Definition
A Master Services Agreement (MSA) is an overarching contract between two parties that establishes the baseline terms and conditions (such as payment terms, intellectual property rights, confidentiality, and liability) that will govern all future transactions or projects between them.
Explanation
Negotiating enterprise contracts is slow and expensive. If a consulting firm had to negotiate indemnification, limits of liability, and jurisdiction every time they took on a new two-week project for a client, they would go bankrupt from legal fees.
The MSA solves this by decoupling the legal relationship from the operational project.
Once an MSA is signed, the vendor and client have a "hunting license" to do business together. Individual projects are then executed quickly using a [Statement of Work (SOW)](/glossary/sow), which focuses entirely on scope, timeline, and pricing.

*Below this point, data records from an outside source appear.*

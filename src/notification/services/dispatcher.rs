//! Asynchronous consumer of task lifecycle events.

use crate::identity::{
    domain::UserId,
    ports::{UserRepository, UserRepositoryError},
};
use crate::notification::{
    domain::{NotificationKind, RenderError, render_notification},
    ports::{Mailer, MailerError},
};
use crate::task::{
    domain::{TaskId, TaskLifecycleEvent, TaskOwner},
    ports::EventSource,
};
use std::sync::Arc;
use std::time::Duration;
use thiserror::Error;
use tracing::{debug, error, info, warn};

/// Bounded exponential backoff for mail delivery.
#[derive(Debug, Clone, Copy, PartialEq, Eq)]
pub struct RetryPolicy {
    max_attempts: u32,
    backoff: Duration,
}

impl RetryPolicy {
    /// Creates a policy allowing `max_attempts` sends (at least one) with
    /// `backoff` before the first retry, doubling each time after.
    #[must_use]
    pub fn new(max_attempts: u32, backoff: Duration) -> Self {
        Self {
            max_attempts: max_attempts.max(1),
            backoff,
        }
    }

    /// Returns the maximum number of send attempts.
    #[must_use]
    pub const fn max_attempts(&self) -> u32 {
        self.max_attempts
    }

    /// Returns the delay to wait after failed attempt number `attempt`.
    #[must_use]
    pub fn delay_after(&self, attempt: u32) -> Duration {
        let exponent = attempt.saturating_sub(1).min(16);
        self.backoff.saturating_mul(1 << exponent)
    }
}

impl Default for RetryPolicy {
    fn default() -> Self {
        Self::new(3, Duration::from_millis(200))
    }
}

/// Errors raised while dispatching a single event.
#[derive(Debug, Error)]
pub enum NotificationError {
    /// The task owner no longer exists; the event is undeliverable.
    #[error("owner {owner} of task {task_id} not found")]
    OwnerNotFound {
        /// Task the event refers to.
        task_id: TaskId,
        /// Missing owner.
        owner: UserId,
    },
    /// The message could not be rendered.
    #[error(transparent)]
    Render(#[from] RenderError),
    /// Delivery failed after the given number of attempts.
    #[error("delivery failed after {attempts} attempt(s): {source}")]
    Delivery {
        /// Attempts made.
        attempts: u32,
        /// Last transport error.
        source: MailerError,
    },
    /// Owner lookup failed.
    #[error(transparent)]
    Lookup(#[from] UserRepositoryError),
}

impl NotificationError {
    /// Returns `true` when the failure came from infrastructure that may
    /// recover, as opposed to an undeliverable event.
    #[must_use]
    pub const fn is_transient(&self) -> bool {
        match self {
            Self::Delivery { source, .. } => source.is_transient(),
            Self::Lookup(_) => true,
            Self::OwnerNotFound { .. } | Self::Render(_) => false,
        }
    }
}

/// Sends one email per lifecycle event to the task owner.
pub struct NotificationDispatcher<U, M>
where
    U: UserRepository + ?Sized,
    M: Mailer + ?Sized,
{
    users: Arc<U>,
    mailer: Arc<M>,
    retry: RetryPolicy,
}

impl<U, M> NotificationDispatcher<U, M>
where
    U: UserRepository + ?Sized,
    M: Mailer + ?Sized,
{
    /// Creates a dispatcher.
    #[must_use]
    pub const fn new(users: Arc<U>, mailer: Arc<M>, retry: RetryPolicy) -> Self {
        Self {
            users,
            mailer,
            retry,
        }
    }

    /// Drains `source` until it closes.
    ///
    /// Delivered and undeliverable events are acknowledged. Events that
    /// exhausted their retries on a transient failure are released back to
    /// the source, which redelivers them later if it has durable storage.
    /// Failures never stop the loop.
    pub async fn run<S>(&self, mut source: S)
    where
        S: EventSource,
    {
        info!("notification dispatcher started");
        while let Some(queued) = source.next().await {
            let event = queued.event();
            let settled = match self.dispatch(event).await {
                Ok(()) => source.acknowledge(&queued).await,
                Err(err) if err.is_transient() => {
                    warn!(
                        event = event.name(),
                        task_id = %event.task().id(),
                        error = %err,
                        "notification failed; releasing event"
                    );
                    source.release(&queued).await
                }
                Err(err @ NotificationError::OwnerNotFound { .. }) => {
                    warn!(event = event.name(), error = %err, "notification skipped");
                    source.acknowledge(&queued).await
                }
                Err(err) => {
                    error!(
                        event = event.name(),
                        task_id = %event.task().id(),
                        error = %err,
                        "notification dropped"
                    );
                    source.acknowledge(&queued).await
                }
            };
            if let Err(err) = settled {
                warn!(
                    event = event.name(),
                    task_id = %event.task().id(),
                    error = %err,
                    "failed to settle queued event"
                );
            }
        }
        info!("notification dispatcher stopped");
    }

    /// Delivers the notification for one event.
    ///
    /// Each attempt resolves the owner, renders, and sends. Attempts failing
    /// on a transient owner lookup or transport error are retried with
    /// exponential backoff.
    ///
    /// # Errors
    ///
    /// Returns [`NotificationError::OwnerNotFound`] when the owner is gone,
    /// [`NotificationError::Lookup`] when the owner lookup keeps failing, and
    /// [`NotificationError::Delivery`] once retries are exhausted or the
    /// transport rejects the message.
    pub async fn dispatch(&self, event: &TaskLifecycleEvent) -> Result<(), NotificationError> {
        let kind = NotificationKind::for_event(event);
        let mut attempt = 1;
        loop {
            match self.attempt(kind, event, attempt).await {
                Ok(()) => return Ok(()),
                Err(err) if err.is_transient() && attempt < self.retry.max_attempts() => {
                    let delay = self.retry.delay_after(attempt);
                    warn!(
                        %kind,
                        task_id = %event.task().id(),
                        attempt,
                        delay_ms = u64::try_from(delay.as_millis()).unwrap_or(u64::MAX),
                        error = %err,
                        "notification attempt failed; retrying"
                    );
                    tokio::time::sleep(delay).await;
                    attempt += 1;
                }
                Err(err) => return Err(err),
            }
        }
    }

    async fn attempt(
        &self,
        kind: NotificationKind,
        event: &TaskLifecycleEvent,
        attempt: u32,
    ) -> Result<(), NotificationError> {
        let task = event.task();
        let Some(owner) = self.users.find_by_id(task.owner()).await? else {
            return Err(NotificationError::OwnerNotFound {
                task_id: task.id(),
                owner: task.owner(),
            });
        };
        let mail = render_notification(kind, task, &TaskOwner::from(&owner))?;
        self.mailer
            .send(&mail)
            .await
            .map_err(|source| NotificationError::Delivery {
                attempts: attempt,
                source,
            })?;
        debug!(%kind, to = %mail.to, attempt, "notification delivered");
        Ok(())
    }
}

The Vendor MSA vs. The Client MSA
In B2B sales, there is a constant battle over "whose paper" is used.
- Using your firm's standard MSA is ideal because it is already optimized for your risk profile and doesn't require legal review.
- Enterprise clients will usually force you to sign their standard MSA, which is heavily skewed to protect them (e.g., demanding unlimited liability or 90-day payment terms).
Commercial Checklist for MSA Review
If you are forced to sign a client's MSA, look for these commercial landmines:
- Limitation of Liability (LoL): Is your liability capped at the value of the SOW, or is it uncapped? (Uncapped liability is an existential threat to a services firm).
- Payment Terms: Are they Net 30, Net 60, or Net 90? (Long payment terms destroy cash flow).
- Intellectual Property: Does the client demand ownership of your pre-existing IP (the tools and frameworks you brought to the project), or only the custom deliverables you build for them?
- Non-Solicitation: Does the MSA prevent the client from poaching your best employees?
Related Concepts
- [SOW (Statement of Work)](/glossary/sow)
- [Fixed Price Contract](/glossary/fixed-price-contract)
- [Time and Materials](/glossary/time-and-materials)
Do we need a new MSA for every project?+
No. The purpose of an MSA is to negotiate the heavy legal terms once. Future projects only require a lightweight SOW that references the existing MSA.
What happens if the SOW contradicts the MSA?+
Legally, the MSA usually contains an 'Order of Precedence' clause. Typically, the MSA governs legal terms (liability), while the SOW governs operational terms (scope). However, you should always explicitly state in the SOW if a specific clause is intended to override the MSA.